The deepest reaches of the ocean are still mostly unexplored, and experts suspect they're teeming with never-before-seen creatures and microbes that evolved independently from the rest of the life on Earth.
But it's also rich with mineral deposits that could make mining companies a fortune — and a branch of the United Nations is currently working out the legal framework that would let those companies start digging, according to The Atlantic. If that happens, the slurry from the operation could blanket and destroy ecosystems, eradicating countless species before they're even discovered.
There are two kinds of deep-sea mining that companies could pursue. First, there are precious metals embedded in thermal vents that could be harvested. But there are also nodules — easily-plucked or scraped clumps of rock — that contain copper, manganese, nickel, and cobalt.

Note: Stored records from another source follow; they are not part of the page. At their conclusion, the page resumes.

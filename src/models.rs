use serde::{Deserialize, Serialize};

/// Review text a freshly added movie starts out with, prompting the user to
/// replace it via the edit form.
pub const REVIEW_PLACEHOLDER: &str = "Write something here";

/// A provider search result the user has not yet added to the catalog.
///
/// Serializes both ways: deserialized from the TMDB search response, and
/// round-tripped through the `/add` query parameter as the selection token.
#[derive(Clone, Debug, Deserialize, Serialize)]
pub struct Candidate {
    pub title: String,
    pub release_date: String,
    pub overview: String,
    pub vote_average: f64,
    pub poster_path: Option<String>,
}

/// Changes requested through the edit form. Absent fields are left untouched.
#[derive(Clone, Debug, Default)]
pub struct MovieUpdate {
    pub rating: Option<f64>,
    pub review: Option<String>,
    pub description: Option<String>,
}

impl MovieUpdate {
    /// Cross-field validation for an edit. Returns zero or more field-scoped
    /// errors; when both rating and review are absent the same message is
    /// attached to both fields so it renders next to each input.
    pub fn validate(&self) -> Vec<FieldError> {
        if self.rating.is_none() && self.review.is_none() {
            let message = "Fill in at least one of rating or review";
            return vec![FieldError::new("rating", message), FieldError::new("review", message)];
        }

        let mut errors = Vec::new();
        if let Some(rating) = self.rating {
            if !(0.0..=10.0).contains(&rating) {
                errors.push(FieldError::new("rating", "Rating must be from 0 to 10"));
            }
        }
        errors
    }
}

/// A validation failure attached to a single form field.
#[derive(Clone, Debug, PartialEq, Eq)]
pub struct FieldError {
    pub field: &'static str,
    pub message: String,
}

impl FieldError {
    pub fn new(field: &'static str, message: impl Into<String>) -> Self {
        Self { field, message: message.into() }
    }
}

/// Raw edit form submission. HTML forms post empty strings for untouched
/// inputs, so everything arrives as a string and is normalized in `parse`.
#[derive(Debug, Default, Deserialize)]
pub struct EditForm {
    #[serde(default)]
    pub rating: String,
    #[serde(default)]
    pub review: String,
    #[serde(default)]
    pub description: String,
}

impl EditForm {
    /// Normalizes blank inputs to "absent" and parses the rating string.
    pub fn parse(&self) -> Result<MovieUpdate, Vec<FieldError>> {
        let rating = match non_blank(&self.rating) {
            None => None,
            Some(raw) => match raw.parse::<f64>() {
                Ok(value) => Some(value),
                Err(_) => {
                    return Err(vec![FieldError::new("rating", "Rating must be a number")]);
                },
            },
        };

        Ok(MovieUpdate {
            rating,
            review: non_blank(&self.review).map(str::to_string),
            description: non_blank(&self.description).map(str::to_string),
        })
    }
}

#[derive(Debug, Default, Deserialize)]
pub struct SearchForm {
    #[serde(default)]
    pub title: String,
}

fn non_blank(s: &str) -> Option<&str> {
    let s = s.trim();
    (!s.is_empty()).then_some(s)
}

/// Year a provider `release_date` string falls in: the integer prefix before
/// the first hyphen (`"2002-03-18"` -> 2002).
pub fn year_from_release_date(release_date: &str) -> Option<i32> {
    release_date.split('-').next()?.trim().parse().ok()
}

/// Full poster URL from the configured base and the provider's path fragment.
pub fn image_url(poster_base: &str, poster_path: Option<&str>) -> String {
    format!("{}{}", poster_base.trim_end_matches('/'), poster_path.unwrap_or_default())
}

#[cfg(test)]
mod tests {
    use super::*;

    #[test]
    fn year_takes_prefix_before_first_hyphen() {
        assert_eq!(year_from_release_date("2002-03-18"), Some(2002));
        assert_eq!(year_from_release_date("1999"), Some(1999));
    }

    #[test]
    fn year_rejects_blank_and_non_numeric_dates() {
        assert_eq!(year_from_release_date(""), None);
        assert_eq!(year_from_release_date("unknown-01-01"), None);
    }

    #[test]
    fn image_url_joins_base_and_fragment() {
        assert_eq!(
            image_url("https://image.tmdb.org/t/p/w500", Some("/abc.jpg")),
            "https://image.tmdb.org/t/p/w500/abc.jpg"
        );
        assert_eq!(
            image_url("https://image.tmdb.org/t/p/w500/", None),
            "https://image.tmdb.org/t/p/w500"
        );
    }

    #[test]
    fn update_with_neither_rating_nor_review_flags_both_fields() {
        let errors = MovieUpdate::default().validate();
        assert_eq!(errors.len(), 2);
        assert_eq!(errors[0].field, "rating");
        assert_eq!(errors[1].field, "review");
        assert_eq!(errors[0].message, errors[1].message);
    }

    #[test]
    fn update_rating_out_of_range_is_rejected() {
        let update = MovieUpdate { rating: Some(11.0), ..Default::default() };
        let errors = update.validate();
        assert_eq!(errors.len(), 1);
        assert_eq!(errors[0].field, "rating");

        let update = MovieUpdate { rating: Some(-0.5), ..Default::default() };
        assert_eq!(update.validate().len(), 1);
    }

    #[test]
    fn update_with_only_review_is_valid() {
        let update = MovieUpdate { review: Some("great".to_string()), ..Default::default() };
        assert!(update.validate().is_empty());
    }

    #[test]
    fn edit_form_blanks_become_absent() {
        let form = EditForm { rating: "  ".into(), review: "".into(), description: "".into() };
        let update = form.parse().unwrap();
        assert!(update.rating.is_none());
        assert!(update.review.is_none());
        assert!(update.description.is_none());
    }

    #[test]
    fn edit_form_parses_rating() {
        let form =
            EditForm { rating: "8.5".into(), review: "great".into(), description: "".into() };
        let update = form.parse().unwrap();
        assert_eq!(update.rating, Some(8.5));
        assert_eq!(update.review.as_deref(), Some("great"));
    }

    #[test]
    fn edit_form_rejects_non_numeric_rating() {
        let form = EditForm { rating: "ten".into(), ..Default::default() };
        let errors = form.parse().unwrap_err();
        assert_eq!(errors.len(), 1);
        assert_eq!(errors[0].field, "rating");
    }
}
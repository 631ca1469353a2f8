use axum::{
    http::StatusCode,
    response::{Html, IntoResponse, Response},
};
use thiserror::Error;

use crate::models::FieldError;

#[derive(Debug, Error)]
pub enum AppError {
    #[error("a movie titled '{0}' is already in the catalog")]
    DuplicateTitle(String),
    #[error("no movie titled '{0}' in the catalog")]
    NotFound(String),
    #[error("invalid form input")]
    Validation(Vec<FieldError>),
    #[error("malformed candidate payload: {0}")]
    Candidate(String),
    #[error("metadata provider request failed: {0}")]
    Upstream(#[source] reqwest::Error),
    #[error("metadata provider response is missing expected fields: {0}")]
    UpstreamSchema(#[source] reqwest::Error),
    #[error(transparent)]
    Storage(#[from] sea_orm::DbErr),
}

impl From<serde_json::Error> for AppError {
    fn from(err: serde_json::Error) -> Self {
        Self::Candidate(err.to_string())
    }
}

impl AppError {
    fn status(&self) -> StatusCode {
        match self {
            AppError::DuplicateTitle(_) => StatusCode::CONFLICT,
            AppError::NotFound(_) => StatusCode::NOT_FOUND,
            AppError::Validation(_) | AppError::Candidate(_) => StatusCode::BAD_REQUEST,
            AppError::Upstream(_) | AppError::UpstreamSchema(_) => StatusCode::BAD_GATEWAY,
            AppError::Storage(_) => StatusCode::INTERNAL_SERVER_ERROR,
        }
    }
}

impl IntoResponse for AppError {
    fn into_response(self) -> Response {
        tracing::error!(error = %self, "request failed");
        let mut resp = Html(crate::templates::error_page(self.to_string())).into_response();
        *resp.status_mut() = self.status();
        resp
    }
}

pub type AppResult<T> = Result<T, AppError>;
pub mod movie;
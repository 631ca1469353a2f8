pub mod catalog;
pub mod config;
pub mod db;
pub mod entities;
pub mod error;
pub mod models;
pub mod routes;
pub mod templates;
pub mod tmdb;

use std::sync::Arc;

use crate::{catalog::Catalog, config::Config, tmdb::TmdbClient};

#[derive(Clone)]
pub struct AppState {
    pub config: Arc<Config>,
    pub catalog: Catalog,
    pub tmdb: Arc<TmdbClient>,
}
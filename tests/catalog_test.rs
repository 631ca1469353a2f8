use filmrank::{
    catalog::Catalog,
    error::AppError,
    models::{Candidate, MovieUpdate, REVIEW_PLACEHOLDER},
};
use migration::{Migrator, MigratorTrait};
use sea_orm::{ConnectOptions, Database};

const POSTER_BASE: &str = "https://image.tmdb.org/t/p/w500";

async fn catalog() -> Catalog {
    // Single connection: pooled in-memory SQLite handles would each see
    // their own empty database.
    let mut opts = ConnectOptions::new("sqlite::memory:");
    opts.max_connections(1);
    let db = Database::connect(opts).await.unwrap();
    Migrator::up(&db, None).await.unwrap();
    Catalog::new(db, POSTER_BASE.to_string())
}

fn candidate(title: &str, rating: f64) -> Candidate {
    Candidate {
        title: title.to_string(),
        release_date: "2002-03-18".to_string(),
        overview: format!("About {title}."),
        vote_average: rating,
        poster_path: Some("/poster.jpg".to_string()),
    }
}

#[tokio::test]
async fn create_derives_year_image_url_and_placeholders() {
    let catalog = catalog().await;

    let created = catalog.create(&candidate("Phone Booth", 7.3)).await.unwrap();

    assert_eq!(created.year, 2002);
    assert_eq!(created.rating, 7.3);
    assert_eq!(created.review, REVIEW_PLACEHOLDER);
    assert_eq!(created.img_url, format!("{POSTER_BASE}/poster.jpg"));
    assert_eq!(created.ranking, 0);
}

#[tokio::test]
async fn create_rejects_duplicate_title() {
    let catalog = catalog().await;
    catalog.create(&candidate("Inception", 8.4)).await.unwrap();

    let err = catalog.create(&candidate("Inception", 9.0)).await.unwrap_err();
    assert!(matches!(err, AppError::DuplicateTitle(title) if title == "Inception"));
}

#[tokio::test]
async fn create_rejects_unparseable_release_date() {
    let catalog = catalog().await;
    let mut c = candidate("Mystery", 5.0);
    c.release_date = "".to_string();

    let err = catalog.create(&c).await.unwrap_err();
    assert!(matches!(err, AppError::Candidate(_)));
}

#[tokio::test]
async fn list_rewrites_rankings_by_rating_descending() {
    let catalog = catalog().await;
    catalog.create(&candidate("Middling", 5.0)).await.unwrap();
    catalog.create(&candidate("Best", 9.1)).await.unwrap();
    catalog.create(&candidate("Good", 7.3)).await.unwrap();

    let movies = catalog.list().await.unwrap();

    let titles: Vec<_> = movies.iter().map(|m| m.title.as_str()).collect();
    assert_eq!(titles, ["Best", "Good", "Middling"]);
    let rankings: Vec<_> = movies.iter().map(|m| m.ranking).collect();
    assert_eq!(rankings, [1, 2, 3]);

    // Persisted, not just reflected in the returned rows.
    assert_eq!(catalog.get("Best").await.unwrap().ranking, 1);
    assert_eq!(catalog.get("Middling").await.unwrap().ranking, 3);
}

#[tokio::test]
async fn list_breaks_rating_ties_by_insertion_order() {
    let catalog = catalog().await;
    catalog.create(&candidate("First In", 7.0)).await.unwrap();
    catalog.create(&candidate("Second In", 7.0)).await.unwrap();

    let movies = catalog.list().await.unwrap();
    assert_eq!(movies[0].title, "First In");
    assert_eq!(movies[1].title, "Second In");
}

#[tokio::test]
async fn rankings_follow_rating_changes_on_next_list() {
    let catalog = catalog().await;
    catalog.create(&candidate("A", 9.0)).await.unwrap();
    catalog.create(&candidate("B", 5.0)).await.unwrap();
    catalog.list().await.unwrap();

    let changes = MovieUpdate { rating: Some(9.5), ..Default::default() };
    catalog.update("B", &changes).await.unwrap();

    // Stale until the next listing recomputes it.
    assert_eq!(catalog.get("B").await.unwrap().ranking, 2);

    let movies = catalog.list().await.unwrap();
    assert_eq!(movies[0].title, "B");
    assert_eq!(movies[0].ranking, 1);
    assert_eq!(movies[1].title, "A");
    assert_eq!(movies[1].ranking, 2);
}

#[tokio::test]
async fn update_without_rating_or_review_is_rejected_and_leaves_entry_unchanged() {
    let catalog = catalog().await;
    catalog.create(&candidate("Untouched", 6.0)).await.unwrap();

    let err = catalog.update("Untouched", &MovieUpdate::default()).await.unwrap_err();
    let AppError::Validation(errors) = err else {
        panic!("expected validation error");
    };
    assert_eq!(errors.len(), 2);
    assert_eq!(errors[0].field, "rating");
    assert_eq!(errors[1].field, "review");

    let entry = catalog.get("Untouched").await.unwrap();
    assert_eq!(entry.rating, 6.0);
    assert_eq!(entry.review, REVIEW_PLACEHOLDER);
}

#[tokio::test]
async fn update_with_out_of_range_rating_is_rejected() {
    let catalog = catalog().await;
    catalog.create(&candidate("Untouched", 6.0)).await.unwrap();

    let changes = MovieUpdate { rating: Some(11.0), ..Default::default() };
    let err = catalog.update("Untouched", &changes).await.unwrap_err();
    let AppError::Validation(errors) = err else {
        panic!("expected validation error");
    };
    assert_eq!(errors.len(), 1);
    assert_eq!(errors[0].field, "rating");

    assert_eq!(catalog.get("Untouched").await.unwrap().rating, 6.0);
}

#[tokio::test]
async fn update_applies_every_present_field() {
    let catalog = catalog().await;
    catalog.create(&candidate("Editable", 6.0)).await.unwrap();

    let changes = MovieUpdate {
        rating: Some(8.5),
        review: Some("great".to_string()),
        description: Some("rewritten".to_string()),
    };
    let updated = catalog.update("Editable", &changes).await.unwrap();

    assert_eq!(updated.rating, 8.5);
    assert_eq!(updated.review, "great");
    assert_eq!(updated.description, "rewritten");
}

#[tokio::test]
async fn update_with_only_review_leaves_other_fields_alone() {
    let catalog = catalog().await;
    catalog.create(&candidate("Partial", 6.0)).await.unwrap();

    let changes = MovieUpdate { review: Some("just a note".to_string()), ..Default::default() };
    let updated = catalog.update("Partial", &changes).await.unwrap();

    assert_eq!(updated.review, "just a note");
    assert_eq!(updated.rating, 6.0);
    assert_eq!(updated.description, "About Partial.");
}

#[tokio::test]
async fn update_of_missing_title_is_not_found() {
    let catalog = catalog().await;

    let changes = MovieUpdate { rating: Some(5.0), ..Default::default() };
    let err = catalog.update("Ghost", &changes).await.unwrap_err();
    assert!(matches!(err, AppError::NotFound(title) if title == "Ghost"));
}

#[tokio::test]
async fn delete_removes_entry_and_missing_title_is_a_noop() {
    let catalog = catalog().await;
    catalog.create(&candidate("Doomed", 4.0)).await.unwrap();
    catalog.create(&candidate("Keeper", 8.0)).await.unwrap();

    catalog.delete("Doomed").await.unwrap();
    let movies = catalog.list().await.unwrap();
    assert_eq!(movies.len(), 1);
    assert_eq!(movies[0].title, "Keeper");
    assert_eq!(movies[0].ranking, 1);

    catalog.delete("Doomed").await.unwrap();
    assert_eq!(catalog.list().await.unwrap().len(), 1);
}

#[tokio::test]
async fn create_update_list_round_trip() {
    let catalog = catalog().await;
    catalog.create(&candidate("Round Trip", 3.0)).await.unwrap();
    catalog.create(&candidate("Other", 7.0)).await.unwrap();

    let changes = MovieUpdate {
        rating: Some(9.9),
        review: Some("a keeper".to_string()),
        description: None,
    };
    catalog.update("Round Trip", &changes).await.unwrap();

    let movies = catalog.list().await.unwrap();
    let top = &movies[0];
    assert_eq!(top.title, "Round Trip");
    assert_eq!(top.year, 2002);
    assert_eq!(top.rating, 9.9);
    assert_eq!(top.review, "a keeper");
    assert_eq!(top.ranking, 1);
}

Companies like DeepGreen claim that harvesting these nodules is an essential part of transitioning away from fossil fuels, The Atlantic reports, as the metals found within are crucial components of modern battery technology.
But they're also likely home to diverse ecosystems.
The U.N. has decided to wait another year to approve the draft legal framework, according to The Atlantic. But exploratory expeditions and equipment tests have already begun, likely leading to environmental damage.
"We're about to make one of the biggest transformations that humans have ever made to the surface of the planet," University of Hawaii oceanographer Jeff Drazen told the Atlantic. "We're going to strip-mine a massive habitat, and once it's gone, it isn’t coming back."